Stored data:
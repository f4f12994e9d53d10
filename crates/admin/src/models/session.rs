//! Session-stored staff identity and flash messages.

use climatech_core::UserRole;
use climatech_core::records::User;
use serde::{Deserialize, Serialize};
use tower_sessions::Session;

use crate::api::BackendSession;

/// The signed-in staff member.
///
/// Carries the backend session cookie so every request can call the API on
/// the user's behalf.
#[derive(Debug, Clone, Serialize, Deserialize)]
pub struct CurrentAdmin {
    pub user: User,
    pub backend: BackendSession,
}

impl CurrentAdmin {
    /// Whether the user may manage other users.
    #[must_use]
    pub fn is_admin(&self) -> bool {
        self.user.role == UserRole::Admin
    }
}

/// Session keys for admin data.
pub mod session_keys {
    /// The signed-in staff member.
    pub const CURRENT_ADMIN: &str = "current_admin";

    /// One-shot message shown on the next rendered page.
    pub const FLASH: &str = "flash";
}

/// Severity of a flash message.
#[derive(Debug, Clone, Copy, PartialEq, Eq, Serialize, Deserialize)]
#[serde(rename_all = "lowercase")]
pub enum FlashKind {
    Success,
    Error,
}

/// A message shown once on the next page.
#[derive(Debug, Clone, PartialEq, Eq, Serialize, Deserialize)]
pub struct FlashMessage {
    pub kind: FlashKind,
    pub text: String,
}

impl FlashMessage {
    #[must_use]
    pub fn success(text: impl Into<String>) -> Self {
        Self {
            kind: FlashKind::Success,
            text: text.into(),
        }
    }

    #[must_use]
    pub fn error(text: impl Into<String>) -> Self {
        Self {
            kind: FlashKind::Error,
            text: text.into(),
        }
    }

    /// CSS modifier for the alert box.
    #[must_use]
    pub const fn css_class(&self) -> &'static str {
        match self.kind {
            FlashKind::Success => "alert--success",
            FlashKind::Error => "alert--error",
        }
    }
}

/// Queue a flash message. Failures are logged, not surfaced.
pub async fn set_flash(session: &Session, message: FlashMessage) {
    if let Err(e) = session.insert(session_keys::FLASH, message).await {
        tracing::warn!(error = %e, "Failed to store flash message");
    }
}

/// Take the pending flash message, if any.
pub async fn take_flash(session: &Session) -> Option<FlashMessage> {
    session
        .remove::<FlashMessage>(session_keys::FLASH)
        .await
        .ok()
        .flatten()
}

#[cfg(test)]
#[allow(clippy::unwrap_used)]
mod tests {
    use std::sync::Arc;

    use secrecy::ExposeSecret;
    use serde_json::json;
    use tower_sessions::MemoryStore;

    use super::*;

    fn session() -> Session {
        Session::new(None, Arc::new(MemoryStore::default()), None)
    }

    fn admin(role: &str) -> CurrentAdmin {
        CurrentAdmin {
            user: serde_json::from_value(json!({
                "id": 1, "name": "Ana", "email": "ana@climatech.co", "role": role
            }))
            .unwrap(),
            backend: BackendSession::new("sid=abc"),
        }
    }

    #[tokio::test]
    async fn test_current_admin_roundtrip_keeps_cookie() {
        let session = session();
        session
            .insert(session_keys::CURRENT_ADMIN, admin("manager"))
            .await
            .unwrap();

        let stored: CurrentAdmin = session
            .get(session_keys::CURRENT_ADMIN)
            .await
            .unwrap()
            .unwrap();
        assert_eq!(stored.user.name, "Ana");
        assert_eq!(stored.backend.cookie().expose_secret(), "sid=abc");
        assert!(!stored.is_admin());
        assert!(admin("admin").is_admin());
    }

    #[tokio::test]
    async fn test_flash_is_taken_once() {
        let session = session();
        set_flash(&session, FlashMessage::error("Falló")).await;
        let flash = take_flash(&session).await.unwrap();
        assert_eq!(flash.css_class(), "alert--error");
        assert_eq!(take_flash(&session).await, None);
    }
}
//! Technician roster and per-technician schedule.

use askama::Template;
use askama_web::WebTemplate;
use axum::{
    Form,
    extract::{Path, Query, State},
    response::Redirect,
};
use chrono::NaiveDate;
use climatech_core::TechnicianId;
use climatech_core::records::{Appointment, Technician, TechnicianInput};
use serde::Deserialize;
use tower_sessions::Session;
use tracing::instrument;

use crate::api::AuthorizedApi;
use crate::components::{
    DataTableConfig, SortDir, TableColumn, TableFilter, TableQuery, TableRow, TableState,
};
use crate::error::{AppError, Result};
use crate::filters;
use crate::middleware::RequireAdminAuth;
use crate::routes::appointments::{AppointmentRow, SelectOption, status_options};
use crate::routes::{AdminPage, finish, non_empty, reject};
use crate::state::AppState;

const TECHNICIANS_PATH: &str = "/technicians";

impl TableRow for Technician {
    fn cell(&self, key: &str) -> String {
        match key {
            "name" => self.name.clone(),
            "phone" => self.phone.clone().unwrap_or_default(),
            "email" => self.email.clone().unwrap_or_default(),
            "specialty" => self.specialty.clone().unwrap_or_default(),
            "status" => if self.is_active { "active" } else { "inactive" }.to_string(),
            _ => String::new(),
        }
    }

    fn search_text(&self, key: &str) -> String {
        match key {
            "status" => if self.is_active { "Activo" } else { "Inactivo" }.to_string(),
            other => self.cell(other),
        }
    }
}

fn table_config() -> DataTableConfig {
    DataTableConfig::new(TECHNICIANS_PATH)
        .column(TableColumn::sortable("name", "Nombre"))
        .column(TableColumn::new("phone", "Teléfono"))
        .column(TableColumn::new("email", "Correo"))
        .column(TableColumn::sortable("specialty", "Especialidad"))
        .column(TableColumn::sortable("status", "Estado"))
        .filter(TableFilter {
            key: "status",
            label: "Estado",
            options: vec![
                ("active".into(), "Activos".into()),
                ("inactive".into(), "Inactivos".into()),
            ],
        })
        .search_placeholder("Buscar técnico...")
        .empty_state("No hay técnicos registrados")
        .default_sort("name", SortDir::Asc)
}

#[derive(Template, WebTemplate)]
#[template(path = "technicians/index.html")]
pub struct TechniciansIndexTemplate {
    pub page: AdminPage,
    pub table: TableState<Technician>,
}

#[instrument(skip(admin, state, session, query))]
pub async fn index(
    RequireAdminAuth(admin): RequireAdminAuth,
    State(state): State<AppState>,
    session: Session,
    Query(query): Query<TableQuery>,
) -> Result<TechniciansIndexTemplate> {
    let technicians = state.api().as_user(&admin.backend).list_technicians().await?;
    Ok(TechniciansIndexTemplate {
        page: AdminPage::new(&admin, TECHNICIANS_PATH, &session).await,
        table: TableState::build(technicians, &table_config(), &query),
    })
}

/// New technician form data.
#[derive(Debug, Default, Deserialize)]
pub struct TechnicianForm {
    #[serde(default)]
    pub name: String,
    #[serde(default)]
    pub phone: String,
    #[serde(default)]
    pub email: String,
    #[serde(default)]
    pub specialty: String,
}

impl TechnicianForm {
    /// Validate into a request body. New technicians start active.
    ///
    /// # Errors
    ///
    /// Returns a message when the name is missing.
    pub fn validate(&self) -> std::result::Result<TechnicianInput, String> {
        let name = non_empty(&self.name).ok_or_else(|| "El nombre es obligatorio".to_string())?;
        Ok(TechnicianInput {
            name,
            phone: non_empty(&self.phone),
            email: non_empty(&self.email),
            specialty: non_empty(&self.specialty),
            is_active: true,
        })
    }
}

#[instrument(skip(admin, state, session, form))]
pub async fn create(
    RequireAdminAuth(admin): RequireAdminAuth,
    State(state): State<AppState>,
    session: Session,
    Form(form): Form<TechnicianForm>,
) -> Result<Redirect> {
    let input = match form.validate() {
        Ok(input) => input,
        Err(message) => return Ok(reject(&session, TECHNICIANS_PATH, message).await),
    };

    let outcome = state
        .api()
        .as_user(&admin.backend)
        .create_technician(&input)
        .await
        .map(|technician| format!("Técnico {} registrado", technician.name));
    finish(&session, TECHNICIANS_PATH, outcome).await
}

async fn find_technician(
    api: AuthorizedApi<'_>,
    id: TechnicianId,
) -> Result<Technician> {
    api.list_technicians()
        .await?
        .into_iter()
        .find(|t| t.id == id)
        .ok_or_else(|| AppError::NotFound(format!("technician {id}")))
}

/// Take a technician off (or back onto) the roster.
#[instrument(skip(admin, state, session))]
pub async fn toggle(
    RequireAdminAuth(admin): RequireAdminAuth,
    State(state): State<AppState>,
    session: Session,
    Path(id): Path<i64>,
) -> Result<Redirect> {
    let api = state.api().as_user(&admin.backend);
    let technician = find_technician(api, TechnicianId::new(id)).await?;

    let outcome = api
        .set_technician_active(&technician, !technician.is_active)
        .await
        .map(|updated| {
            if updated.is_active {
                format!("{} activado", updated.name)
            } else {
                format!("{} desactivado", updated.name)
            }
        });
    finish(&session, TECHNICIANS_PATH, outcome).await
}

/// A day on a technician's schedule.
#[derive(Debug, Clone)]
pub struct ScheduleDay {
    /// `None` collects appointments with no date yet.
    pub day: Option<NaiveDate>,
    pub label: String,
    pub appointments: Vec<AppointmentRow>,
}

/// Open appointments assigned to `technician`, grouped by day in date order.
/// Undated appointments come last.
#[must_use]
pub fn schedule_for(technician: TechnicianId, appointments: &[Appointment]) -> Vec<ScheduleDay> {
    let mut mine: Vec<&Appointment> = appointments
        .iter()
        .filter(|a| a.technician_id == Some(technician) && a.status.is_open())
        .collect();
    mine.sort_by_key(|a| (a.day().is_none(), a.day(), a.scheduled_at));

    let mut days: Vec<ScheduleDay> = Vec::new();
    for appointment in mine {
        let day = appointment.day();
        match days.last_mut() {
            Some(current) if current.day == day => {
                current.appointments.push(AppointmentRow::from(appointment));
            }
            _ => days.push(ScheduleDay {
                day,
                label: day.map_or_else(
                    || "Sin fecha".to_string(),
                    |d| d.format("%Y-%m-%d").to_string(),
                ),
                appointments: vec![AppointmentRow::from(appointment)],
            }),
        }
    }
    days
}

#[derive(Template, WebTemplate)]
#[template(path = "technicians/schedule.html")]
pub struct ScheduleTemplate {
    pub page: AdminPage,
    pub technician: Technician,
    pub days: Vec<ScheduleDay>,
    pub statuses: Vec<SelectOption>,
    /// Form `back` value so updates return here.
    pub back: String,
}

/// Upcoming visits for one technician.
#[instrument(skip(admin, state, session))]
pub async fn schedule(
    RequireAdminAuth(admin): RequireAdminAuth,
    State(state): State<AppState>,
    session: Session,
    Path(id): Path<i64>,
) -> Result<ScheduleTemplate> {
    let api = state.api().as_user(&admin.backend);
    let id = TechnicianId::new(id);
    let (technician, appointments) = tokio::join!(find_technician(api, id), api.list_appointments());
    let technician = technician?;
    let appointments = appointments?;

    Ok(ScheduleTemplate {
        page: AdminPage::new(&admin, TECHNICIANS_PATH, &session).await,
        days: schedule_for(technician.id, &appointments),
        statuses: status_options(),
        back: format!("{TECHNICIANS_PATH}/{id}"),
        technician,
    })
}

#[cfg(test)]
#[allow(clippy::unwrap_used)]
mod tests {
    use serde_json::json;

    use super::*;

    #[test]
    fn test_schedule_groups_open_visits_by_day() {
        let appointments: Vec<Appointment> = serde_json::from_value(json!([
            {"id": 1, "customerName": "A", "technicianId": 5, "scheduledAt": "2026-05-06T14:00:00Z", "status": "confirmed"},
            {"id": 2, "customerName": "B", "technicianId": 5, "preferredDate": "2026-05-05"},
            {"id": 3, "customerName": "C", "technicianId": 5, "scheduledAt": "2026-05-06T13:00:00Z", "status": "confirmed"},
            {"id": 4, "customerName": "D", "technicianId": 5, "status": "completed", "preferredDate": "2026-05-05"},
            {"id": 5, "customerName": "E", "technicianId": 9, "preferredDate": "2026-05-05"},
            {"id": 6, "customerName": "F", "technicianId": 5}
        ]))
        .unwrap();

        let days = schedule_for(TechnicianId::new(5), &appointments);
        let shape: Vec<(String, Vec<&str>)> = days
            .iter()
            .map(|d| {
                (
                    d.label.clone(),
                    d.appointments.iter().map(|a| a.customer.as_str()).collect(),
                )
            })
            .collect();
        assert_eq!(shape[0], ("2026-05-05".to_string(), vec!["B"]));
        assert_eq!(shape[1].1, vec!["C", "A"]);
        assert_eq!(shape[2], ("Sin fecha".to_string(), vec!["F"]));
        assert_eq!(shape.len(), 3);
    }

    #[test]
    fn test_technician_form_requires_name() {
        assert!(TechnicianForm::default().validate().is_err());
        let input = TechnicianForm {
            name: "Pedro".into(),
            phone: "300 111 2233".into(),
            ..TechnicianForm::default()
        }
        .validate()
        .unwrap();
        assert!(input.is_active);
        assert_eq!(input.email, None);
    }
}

▶ **Exercise directions**
What is needed is the number of lines in the entries that contain the word "AuthorizedApi", written alone.

▶ **Output of the exercise**
2